Prof Holgate recommended a number of actions to be taken before winter sets in – including flu vaccination for the vulnerable and health and social care workers.
He said testing and tracing must be “upscaled in the winter”, highlighting that more people will need to be tested as winter illnesses can often have similar symptoms to Covid-19.
He also called for a “rapid system of monitoring” in the UK to stop local outbreaks when they occur.
Professor Azra Ghani, chairwoman in infectious disease epidemiology at Imperial College London, also worked on the study and said many things could push the R up to 1.7 – including more contact taking place in schools and people returning to work.
She said the virus was known to spread more easily indoors and highlighted people spend more time inside during the winter.
She added: “In addition, we’re less likely to have our windows open, doors tend to be closed to keep out the cold, and that will again enhance transmission.
“It’s also possible that the virus itself could survive for longer in colder conditions.”
Plans in place for NHS boards
Scotland’s health secretary said plans to deal with a possible surge of coronavirus cases in the coming months are “well under way”.
Jeane Freeman said NHS boards have been told to keep extra capacity ready in intensive care units (ICU) and other wards.
Speaking at the Scottish Government’s daily briefing on Tuesday, she said: “The planning for autumn and winter is well under way in the NHS in Scotland, including discussions with our colleagues in social care.

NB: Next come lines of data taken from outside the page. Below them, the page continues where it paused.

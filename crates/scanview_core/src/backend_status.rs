use crate::BackendJobRecord;

/// One table row of the backend job status view.
#[derive(Debug, Clone, PartialEq, Eq)]
pub struct BackendJobRow {
    pub id: String,
    pub connection: String,
    pub request: String,
    pub progress: String,
}

pub fn backend_job_rows(jobs: &[BackendJobRecord]) -> Vec<BackendJobRow> {
    jobs.iter()
        .map(|job| BackendJobRow {
            id: job.id.clone(),
            connection: job.connection_id.clone(),
            request: job.request.clone(),
            progress: format!("{} / {}", job.work_done, job.work_estimated),
        })
        .collect()
}
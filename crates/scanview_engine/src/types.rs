use std::fmt;

use scanview_core::{
    BackendStatus, DatasetMap, JobHash, MatchPage, PollTicket, QueryError, QueryPlan,
};
use thiserror::Error;

/// Backend answer to a compile request.
#[derive(Debug, Clone, PartialEq, Eq)]
pub enum CompileOutcome {
    Plan(QueryPlan),
    Rejected(QueryError),
}

/// Backend answer to a submission.
#[derive(Debug, Clone, PartialEq, Eq)]
pub enum SubmitOutcome {
    Accepted(JobHash),
    Rejected(QueryError),
}

#[derive(Debug, Clone, PartialEq, Eq)]
pub enum EngineEvent {
    DatasetsLoaded(Result<DatasetMap, ApiError>),
    JobQueryLoaded {
        hash: JobHash,
        result: Result<String, ApiError>,
    },
    MatchesLoaded {
        ticket: PollTicket,
        result: Result<MatchPage, ApiError>,
    },
    PollDue {
        ticket: PollTicket,
    },
    QueryCompiled {
        raw_query: String,
        result: Result<CompileOutcome, ApiError>,
    },
    QuerySubmitted {
        raw_query: String,
        result: Result<SubmitOutcome, ApiError>,
    },
    BackendStatusLoaded(Result<BackendStatus, ApiError>),
}

#[derive(Debug, Clone, PartialEq, Eq, Error)]
#[error("{kind}: {message}")]
pub struct ApiError {
    pub kind: FailureKind,
    pub message: String,
}

impl ApiError {
    pub fn new(kind: FailureKind, message: impl Into<String>) -> Self {
        Self {
            kind,
            message: message.into(),
        }
    }
}

#[derive(Debug, Clone, PartialEq, Eq)]
pub enum FailureKind {
    InvalidUrl,
    HttpStatus(u16),
    Timeout,
    TooLarge { max_bytes: u64, actual: Option<u64> },
    Decode,
    Network,
}

impl fmt::Display for FailureKind {
    fn fmt(&self, f: &mut fmt::Formatter<'_>) -> fmt::Result {
        match self {
            FailureKind::InvalidUrl => write!(f, "invalid url"),
            FailureKind::HttpStatus(code) => write!(f, "http status {code}"),
            FailureKind::Timeout => write!(f, "timeout"),
            FailureKind::TooLarge { max_bytes, actual } => {
                write!(f, "response too large (max {max_bytes}, actual {actual:?})")
            }
            FailureKind::Decode => write!(f, "malformed response"),
            FailureKind::Network => write!(f, "network error"),
        }
    }
}
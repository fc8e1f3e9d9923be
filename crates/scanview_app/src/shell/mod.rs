//! Terminal shell: wires the pure core to the engine and prints the results.
pub mod cli;
mod config;
mod effects;
mod render;
mod session;

use std::fs;
use std::path::Path;
use std::process::ExitCode;

use anyhow::{bail, Context, Result};
use engine_logging::{engine_info, LogDestination};
use scanview_core::{AppViewModel, PollStatus, Route};

use cli::Args;
use config::AppConfig;
use session::{Goal, Session};

pub fn run(args: Args) -> Result<ExitCode> {
    let destination = match &args.log_file {
        Some(path) => LogDestination::Both(path.clone()),
        None => LogDestination::Terminal,
    };
    engine_logging::initialize(args.log_level(), destination);

    let mut config = match &args.config {
        Some(path) => AppConfig::load(path)?,
        None => AppConfig::default(),
    };
    config.apply_overrides(&args);

    let route = Route::parse(&args.route)
        .with_context(|| format!("unrecognised location {:?}", args.route))?;
    let goal = goal_from_args(&args, &route)?;
    engine_info!(
        "Opening {} against {}",
        route.path(),
        config.client.base_url
    );

    let view = Session::new(&config)?.run(route, &goal);
    Ok(report(&goal, &view))
}

fn goal_from_args(args: &Args, route: &Route) -> Result<Goal> {
    if args.backend {
        return Ok(Goal::Backend);
    }
    if route.job_hash().is_some() && (args.compile.is_some() || args.submit.is_some()) {
        bail!("--compile and --submit start from the composer; open `/` instead");
    }
    if let Some(path) = &args.compile {
        return Ok(Goal::Compile {
            raw_query: read_query(path)?,
            taint: args.taint.clone(),
        });
    }
    if let Some(path) = &args.submit {
        return Ok(Goal::Submit {
            raw_query: read_query(path)?,
            taint: args.taint.clone(),
        });
    }
    Ok(match route {
        Route::Compose => Goal::Browse,
        Route::Job(_) => Goal::Watch,
    })
}

fn read_query(path: &Path) -> Result<String> {
    fs::read_to_string(path).with_context(|| format!("reading query {}", path.display()))
}

/// Prints the outcome of the session to stdout and picks the exit code.
fn report(goal: &Goal, view: &AppViewModel) -> ExitCode {
    match goal {
        Goal::Browse => {
            for taint in &view.available_taints {
                println!("{taint}");
            }
            ExitCode::SUCCESS
        }
        Goal::Compile { .. } => match (&view.query_plan, &view.query_error) {
            (Some(plan), _) => {
                println!("{:#}", plan.0);
                ExitCode::SUCCESS
            }
            (None, Some(error)) => {
                eprintln!("error: {error}");
                ExitCode::FAILURE
            }
            (None, None) => ExitCode::FAILURE,
        },
        Goal::Watch | Goal::Submit { .. } => {
            if let (None, Some(error)) = (&view.job_hash, &view.query_error) {
                eprintln!("error: {error}");
                return ExitCode::FAILURE;
            }
            if let Some(hash) = &view.job_hash {
                eprintln!("location: {}", Route::Job(hash.clone()).path());
            }
            for line in render::match_lines(&view.matches) {
                println!("{line}");
            }
            match &view.poll {
                PollStatus::Stalled { reason } => {
                    eprintln!("error: polling stopped early: {reason}");
                    ExitCode::FAILURE
                }
                _ => ExitCode::SUCCESS,
            }
        }
        Goal::Backend => {
            if let Some(error) = &view.backend_error {
                eprintln!("error: {error}");
                return ExitCode::FAILURE;
            }
            let alive = view.db_alive.unwrap_or(false);
            println!("database: {}", if alive { "alive" } else { "down" });
            println!("{}", render::backend_table(&view.backend_rows));
            ExitCode::SUCCESS
        }
    }
}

“Our boards have been advised to hold a capacity to deal with an upsurge in Covid cases both in beds and in ICU.
“We’re also factoring into that the infections and viruses that come with winter, flu and other respiratory conditions.”
She added: “We cannot assume that our NHS will not have to deal with significant increases in Covid-19 cases, both in the hospital setting or in the primary and community care setting.
“We will position ourselves best to deal with autumn and winter the lower we bring infection numbers down right now.”
First Minister Nicola Sturgeon said the more immediate risk is a resurgence of the first wave of coronavirus.
She stated: “The real risk now is that the first wave takes off again.
“That’s our immediate priority, to stop that happening – which is important for its own sake – but it’s also important in making sure that we don’t go into the winter months with infection levels still at too high a point.”
After announcing no further Covid-19 deaths in Scotland for the sixth day in a row, Sturgeon stated: “It’s taken four painful months, but it is lockdown that has allowed us to stop the first wave in its tracks.
“By putting ourselves in lockdown we also put the virus in lockdown.”
She added: “As we release ourselves from lockdown, we also release the virus from it and so we have to work in other ways to keep it under control.
“That means all of us – every single one of us – sticking rigidly to the rules.”